Song Investment Advisors: Building purpose-driven organizations on financial sustainability
In a previous post, we suggested that to grow financially sustainable enterprises (social or otherwise) it’s important to build off of the demand for “choice”—not just the “needs”—of an underserved community. This was the basis on which Song Investment Advisors was founded in 2008; it aimed to provide growth capital to small and medium-sized enterprises (SMEs) in India to improve the quality of life of “aspiring” household incomes less than INR 10,000 per month (about $6 to $13 per day). When Vishal (co-author of this series) led Song, he theorized that as incomes grew for these Indian consumers, demand for basic services would increase dramatically—sometimes so fast that building capacity to meet this demand could be the central challenge faced by the pioneering organizations Song sought to invest in.
One of Song’s early investments was in healthcare, as India lags behind world averages in doctors, nurses, and beds. Over the past ten years, big investors broke into the multi-service tertiary care market by targeting big cities and their rapidly expanding populations of affluent patients; these projects needed substantial private capital to succeed. At the village and district level, however, business remained largely status quo; latent demand was present, but for-profit enterprises had not solved the value equation. Song was already familiar with the success of Aravind Eye and Vasan in the south, but northern India seemed underrepresented.
Enter Eye Q, a small eye-care hospital chain. The management team—Rajat Goel, an IIM trained MBA with industry experience from Bausch and Lomb, and Dr. Ajay Sharma, a leading ophthalmologist—had built four eye-care hospitals on greenfield locations in Haryana and Uttrakhand. Goel shared similar concerns about the unmet needs of the under-represented market. In fact, he was already seeing a significant number of patients within the target income market, performing basic eye-care checkups, screenings, and cataract surgeries. The problem was that the company needed cash to grow. Goel had taken on an additional investor who wasn’t willing to stay for the long haul, adding fundraising pressure to a management team that was already stretched thin.

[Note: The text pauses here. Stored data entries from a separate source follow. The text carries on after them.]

//! Batch grading engine.
//!
//! Scores many answer sheets for one test and saves the results
//! concurrently, retrying transient store failures.

use std::sync::Arc;
use std::time::{Duration, Instant};

use chrono::Utc;
use futures::stream::{FuturesUnordered, StreamExt};
use serde::{Deserialize, Serialize};
use tokio::sync::Semaphore;

use crate::error::StoreError;
use crate::model::Test;
use crate::results::AttemptResult;
use crate::sheet::AnswerSheet;
use crate::traits::{ResultStore, SavedResult};

/// Configuration for the grading engine.
#[derive(Debug, Clone)]
pub struct GradingConfig {
    /// Maximum concurrent saves.
    pub parallelism: usize,
    /// Retries on transient store errors.
    pub max_retries: u32,
    /// Delay before the first retry; doubles on each further retry.
    pub retry_delay: Duration,
}

impl Default for GradingConfig {
    fn default() -> Self {
        Self {
            parallelism: 4,
            max_retries: 3,
            retry_delay: Duration::from_secs(1),
        }
    }
}

/// Progress reporting trait.
pub trait ProgressReporter: Send + Sync {
    fn on_sheet_graded(&self, result: &AttemptResult, stored_id: &str);
    fn on_sheet_error(&self, user_id: &str, error: &str);
    fn on_batch_complete(&self, total: usize, saved: usize, failed: usize, elapsed: Duration);
}

/// No-op progress reporter.
pub struct NoopReporter;

impl ProgressReporter for NoopReporter {
    fn on_sheet_graded(&self, _: &AttemptResult, _: &str) {}
    fn on_sheet_error(&self, _: &str, _: &str) {}
    fn on_batch_complete(&self, _: usize, _: usize, _: usize, _: Duration) {}
}

/// A sheet that could not be graded or saved.
#[derive(Debug, Clone, Serialize, Deserialize)]
pub struct BatchFailure {
    pub user_id: String,
    pub error: String,
}

/// Outcome of grading a batch of answer sheets.
#[derive(Debug, Clone, Serialize, Deserialize)]
pub struct BatchReport {
    pub test_id: String,
    /// Saved results paired with the id the store assigned.
    pub saved: Vec<(String, AttemptResult)>,
    pub failures: Vec<BatchFailure>,
    pub duration_ms: u64,
}

impl BatchReport {
    pub fn results(&self) -> impl Iterator<Item = &AttemptResult> {
        self.saved.iter().map(|(_, r)| r)
    }

    pub fn has_failures(&self) -> bool {
        !self.failures.is_empty()
    }
}

/// Grades answer sheets and persists the results.
pub struct GradingEngine {
    store: Arc<dyn ResultStore>,
    config: GradingConfig,
}

impl GradingEngine {
    pub fn new(store: Arc<dyn ResultStore>, config: GradingConfig) -> Self {
        Self { store, config }
    }

    /// Score every sheet in weighted mode and save each completed result.
    ///
    /// Failures are collected in the report and never abort the batch.
    pub async fn grade_batch(
        &self,
        test: &Test,
        sheets: &[AnswerSheet],
        progress: &dyn ProgressReporter,
    ) -> BatchReport {
        let start = Instant::now();
        let semaphore = Arc::new(Semaphore::new(self.config.parallelism.max(1)));
        let mut futures = FuturesUnordered::new();
        let mut failures = Vec::new();

        for sheet in sheets {
            if sheet.test_id != test.id {
                let error = format!(
                    "answer sheet is for test '{}', expected '{}'",
                    sheet.test_id, test.id
                );
                tracing::warn!(user_id = %sheet.user_id, "{error}");
                progress.on_sheet_error(&sheet.user_id, &error);
                failures.push(BatchFailure {
                    user_id: sheet.user_id.clone(),
                    error,
                });
                continue;
            }

            let answers = sheet.bind(test);
            let completed_at = sheet.completed_at.unwrap_or_else(Utc::now);
            let started_at = sheet.started_at.unwrap_or(completed_at);
            let result =
                AttemptResult::completed_from(test, &sheet.user_id, &answers, started_at, completed_at);

            let store = Arc::clone(&self.store);
            let semaphore = Arc::clone(&semaphore);
            let config = self.config.clone();

            futures.push(async move {
                let saved = match semaphore.acquire_owned().await {
                    Ok(_permit) => save_with_retry(store.as_ref(), &result, &config).await,
                    Err(_) => Err(StoreError::Network("grading was shut down".into())),
                };
                (result, saved)
            });
        }

        let total = sheets.len();
        let mut saved = Vec::new();

        while let Some((result, outcome)) = futures.next().await {
            match outcome {
                Ok(ack) => {
                    progress.on_sheet_graded(&result, &ack.id);
                    saved.push((ack.id, result));
                }
                Err(e) => {
                    tracing::error!(user_id = %result.user_id, "failed to save result: {e}");
                    progress.on_sheet_error(&result.user_id, &e.to_string());
                    failures.push(BatchFailure {
                        user_id: result.user_id.clone(),
                        error: e.to_string(),
                    });
                }
            }
        }

        let elapsed = start.elapsed();
        progress.on_batch_complete(total, saved.len(), failures.len(), elapsed);
        tracing::info!(
            test_id = %test.id,
            total,
            saved = saved.len(),
            failed = failures.len(),
            "batch graded"
        );

        BatchReport {
            test_id: test.id.clone(),
            saved,
            failures,
            duration_ms: elapsed.as_millis() as u64,
        }
    }
}

/// Save a result, retrying transient failures with exponential backoff.
pub async fn save_with_retry(
    store: &dyn ResultStore,
    result: &AttemptResult,
    config: &GradingConfig,
) -> Result<SavedResult, StoreError> {
    let mut retry_delay = config.retry_delay;
    let mut attempt = 0u32;
    loop {
        match store.save(result).await {
            Ok(saved) => return Ok(saved),
            Err(e) if e.is_permanent() || attempt >= config.max_retries => return Err(e),
            Err(e) => {
                attempt += 1;
                tracing::warn!(
                    store = store.name(),
                    attempt,
                    "transient store error, retrying in {retry_delay:?}: {e}"
                );
                tokio::time::sleep(retry_delay).await;
                retry_delay = (retry_delay * 2).min(Duration::from_secs(60));
            }
        }
    }
}

#[cfg(test)]
mod tests {
    use super::*;
    use crate::model::{ChoiceOption, Question, QuestionKind};
    use crate::sheet::RawAnswer;
    use async_trait::async_trait;
    use std::collections::HashMap;
    use std::sync::atomic::{AtomicU32, Ordering};
    use std::sync::Mutex;
    use uuid::Uuid;

    /// Fails the first `failures` saves with the error built by `fail_with`.
    struct FlakyStore {
        failures: u32,
        fail_with: fn() -> StoreError,
        calls: AtomicU32,
        saved: Mutex<Vec<AttemptResult>>,
    }

    impl FlakyStore {
        fn new(failures: u32, fail_with: fn() -> StoreError) -> Self {
            Self {
                failures,
                fail_with,
                calls: AtomicU32::new(0),
                saved: Mutex::new(Vec::new()),
            }
        }
    }

    #[async_trait]
    impl ResultStore for FlakyStore {
        fn name(&self) -> &str {
            "flaky"
        }

        async fn save(&self, result: &AttemptResult) -> Result<SavedResult, StoreError> {
            let call = self.calls.fetch_add(1, Ordering::SeqCst);
            if call < self.failures {
                return Err((self.fail_with)());
            }
            self.saved.lock().unwrap().push(result.clone());
            Ok(SavedResult {
                id: result.id.to_string(),
            })
        }

        async fn get(&self, id: Uuid) -> Result<AttemptResult, StoreError> {
            Err(StoreError::NotFound(id.to_string()))
        }

        async fn list_for_test(&self, _: &str) -> Result<Vec<AttemptResult>, StoreError> {
            Ok(self.saved.lock().unwrap().clone())
        }
    }

    fn quiz() -> Test {
        Test {
            id: "t1".into(),
            title: "Quiz".into(),
            description: String::new(),
            category: Default::default(),
            time_limit_secs: None,
            passing_percentage: None,
            questions: vec![Question {
                id: "q1".into(),
                text: String::new(),
                points: None,
                kind: QuestionKind::Single {
                    options: vec![ChoiceOption {
                        id: "a".into(),
                        text: "A".into(),
                    }],
                    correct_option_id: Some("a".into()),
                },
            }],
        }
    }

    fn sheet(test_id: &str, user: &str, choice: &str) -> AnswerSheet {
        AnswerSheet {
            test_id: test_id.into(),
            user_id: user.into(),
            answers: HashMap::from([("q1".to_string(), Some(RawAnswer::Text(choice.into())))]),
            started_at: None,
            completed_at: None,
        }
    }

    fn fast_config() -> GradingConfig {
        GradingConfig {
            parallelism: 2,
            max_retries: 3,
            retry_delay: Duration::from_millis(10),
        }
    }

    #[tokio::test(start_paused = true)]
    async fn grades_and_saves_every_sheet() {
        let store = Arc::new(FlakyStore::new(0, || StoreError::Timeout(1)));
        let engine = GradingEngine::new(store.clone(), fast_config());
        let sheets = vec![
            sheet("t1", "u1", "a"),
            sheet("t1", "u2", "b"),
            sheet("t1", "u3", "a"),
        ];

        let report = engine.grade_batch(&quiz(), &sheets, &NoopReporter).await;

        assert_eq!(report.saved.len(), 3);
        assert!(!report.has_failures());
        let mut pcts: Vec<f64> = report.results().map(|r| r.percentage).collect();
        pcts.sort_by(|a, b| a.total_cmp(b));
        assert_eq!(pcts, vec![0.0, 100.0, 100.0]);
        assert_eq!(store.saved.lock().unwrap().len(), 3);
    }

    #[tokio::test(start_paused = true)]
    async fn retries_transient_errors() {
        let store = Arc::new(FlakyStore::new(2, || StoreError::Timeout(30)));
        let engine = GradingEngine::new(store.clone(), fast_config());

        let report = engine
            .grade_batch(&quiz(), &[sheet("t1", "u1", "a")], &NoopReporter)
            .await;

        assert_eq!(report.saved.len(), 1);
        assert_eq!(store.calls.load(Ordering::SeqCst), 3);
    }

    #[tokio::test(start_paused = true)]
    async fn gives_up_after_max_retries() {
        let store = Arc::new(FlakyStore::new(10, || StoreError::Network("reset".into())));
        let engine = GradingEngine::new(store.clone(), fast_config());

        let report = engine
            .grade_batch(&quiz(), &[sheet("t1", "u1", "a")], &NoopReporter)
            .await;

        assert_eq!(report.failures.len(), 1);
        assert_eq!(store.calls.load(Ordering::SeqCst), 4);
    }

    #[tokio::test(start_paused = true)]
    async fn permanent_errors_are_not_retried() {
        let store = Arc::new(FlakyStore::new(10, || {
            StoreError::Unauthorized("bad token".into())
        }));
        let engine = GradingEngine::new(store.clone(), fast_config());

        let report = engine
            .grade_batch(&quiz(), &[sheet("t1", "u1", "a")], &NoopReporter)
            .await;

        assert_eq!(report.failures.len(), 1);
        assert!(report.failures[0].error.contains("unauthorized"));
        assert_eq!(store.calls.load(Ordering::SeqCst), 1);
    }

    #[tokio::test]
    async fn sheets_for_other_tests_fail_without_saving() {
        let store = Arc::new(FlakyStore::new(0, || StoreError::Timeout(1)));
        let engine = GradingEngine::new(store.clone(), fast_config());

        let report = engine
            .grade_batch(&quiz(), &[sheet("other", "u1", "a")], &NoopReporter)
            .await;

        assert!(report.saved.is_empty());
        assert!(report.failures[0].error.contains("other"));
        assert_eq!(store.calls.load(Ordering::SeqCst), 0);
    }
}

Song was interested, but only if the time and costs of building new centers was less than the first four that Eye Q built. Vishal later recalled, “You could see the market potential and dedication, but what was needed was a less risky growth plan with streamlined processes and resources align to it.” Long before making any investment, Vishal and Eye Q’s management team discussed ways to reach the market faster, how to professionalize day-to-day operations, and the importance of avoiding informal and poorly documented contracts. (This last point can be very complicated in India, especially for early stage companies; the team worked to quantify what Eye Q owed to outside investors, and to construct an exit strategy for the outsiders, generate new growth capital from Song, and create a simpler, more transparent capital structure.) All of this took 12 months to complete, and Song became a significant minority investor.
In the process, Song learned that buying control was not a critical success factor— these businesses operate largely on a “relationship” basis. Vishal notes, “Everything in India is a relationship—customers, suppliers, and partners.” In addition to business and industry diligence, “It is critical to spend the time upfront to determine the motivation and trustworthiness of management partners.” That is, do partners share the same goals for business growth in the target market?
By 2011, Eye Q had 14 hospitals and a plan for rapid growth, and with Song’s assistance, the company established a working capital line—a commercial lender collateralized by assets under a single set of bank documents. Based on the success of the revised business plan and increased financial transparency, two additional investor groups—both very well respected in India—signed on to fund growth. While Song’s ownership was diluted on a value-per-share basis, the new investors purchased shares at a handsome premium over Song’s initial investment price.
Today, Eye Q has the potential to reach more than 500,000 people with incomes below INR 10,000 a month by 2014-2015—all by focusing on prerequisites to scaling any business enterprise: revenue generation, sustainable cash flows, and financial transparency.
The most important message of Eye Q’s story is for investors to deliberately assess the risks associated with making an investment. Song was prepared to start out and remain a minority investor—control was far less important to success than trust in the relationship. It also took on the troublesome job of providing an exit for a previous investor. Only then could the new partners embark on a strategy for growth. Song realized it could be the catalyst to reducing Eye Q’s operating risk by bringing a professional approach to financial sustainability. Song recognized that the problem wasn’t demand but effective supply. Song also recruited additional capital to the enterprise, largely by proving the business model and thus reducing the risk profile for new investors.
This type of risk reduction can make the field of impact investing much more manageable for investors who want to put money to work but who are discouraged by calls to reduce return expectations as a price of entry. There are too many good investment opportunities for active fund managers who can bring strong operating backgrounds to growing markets for basic needs.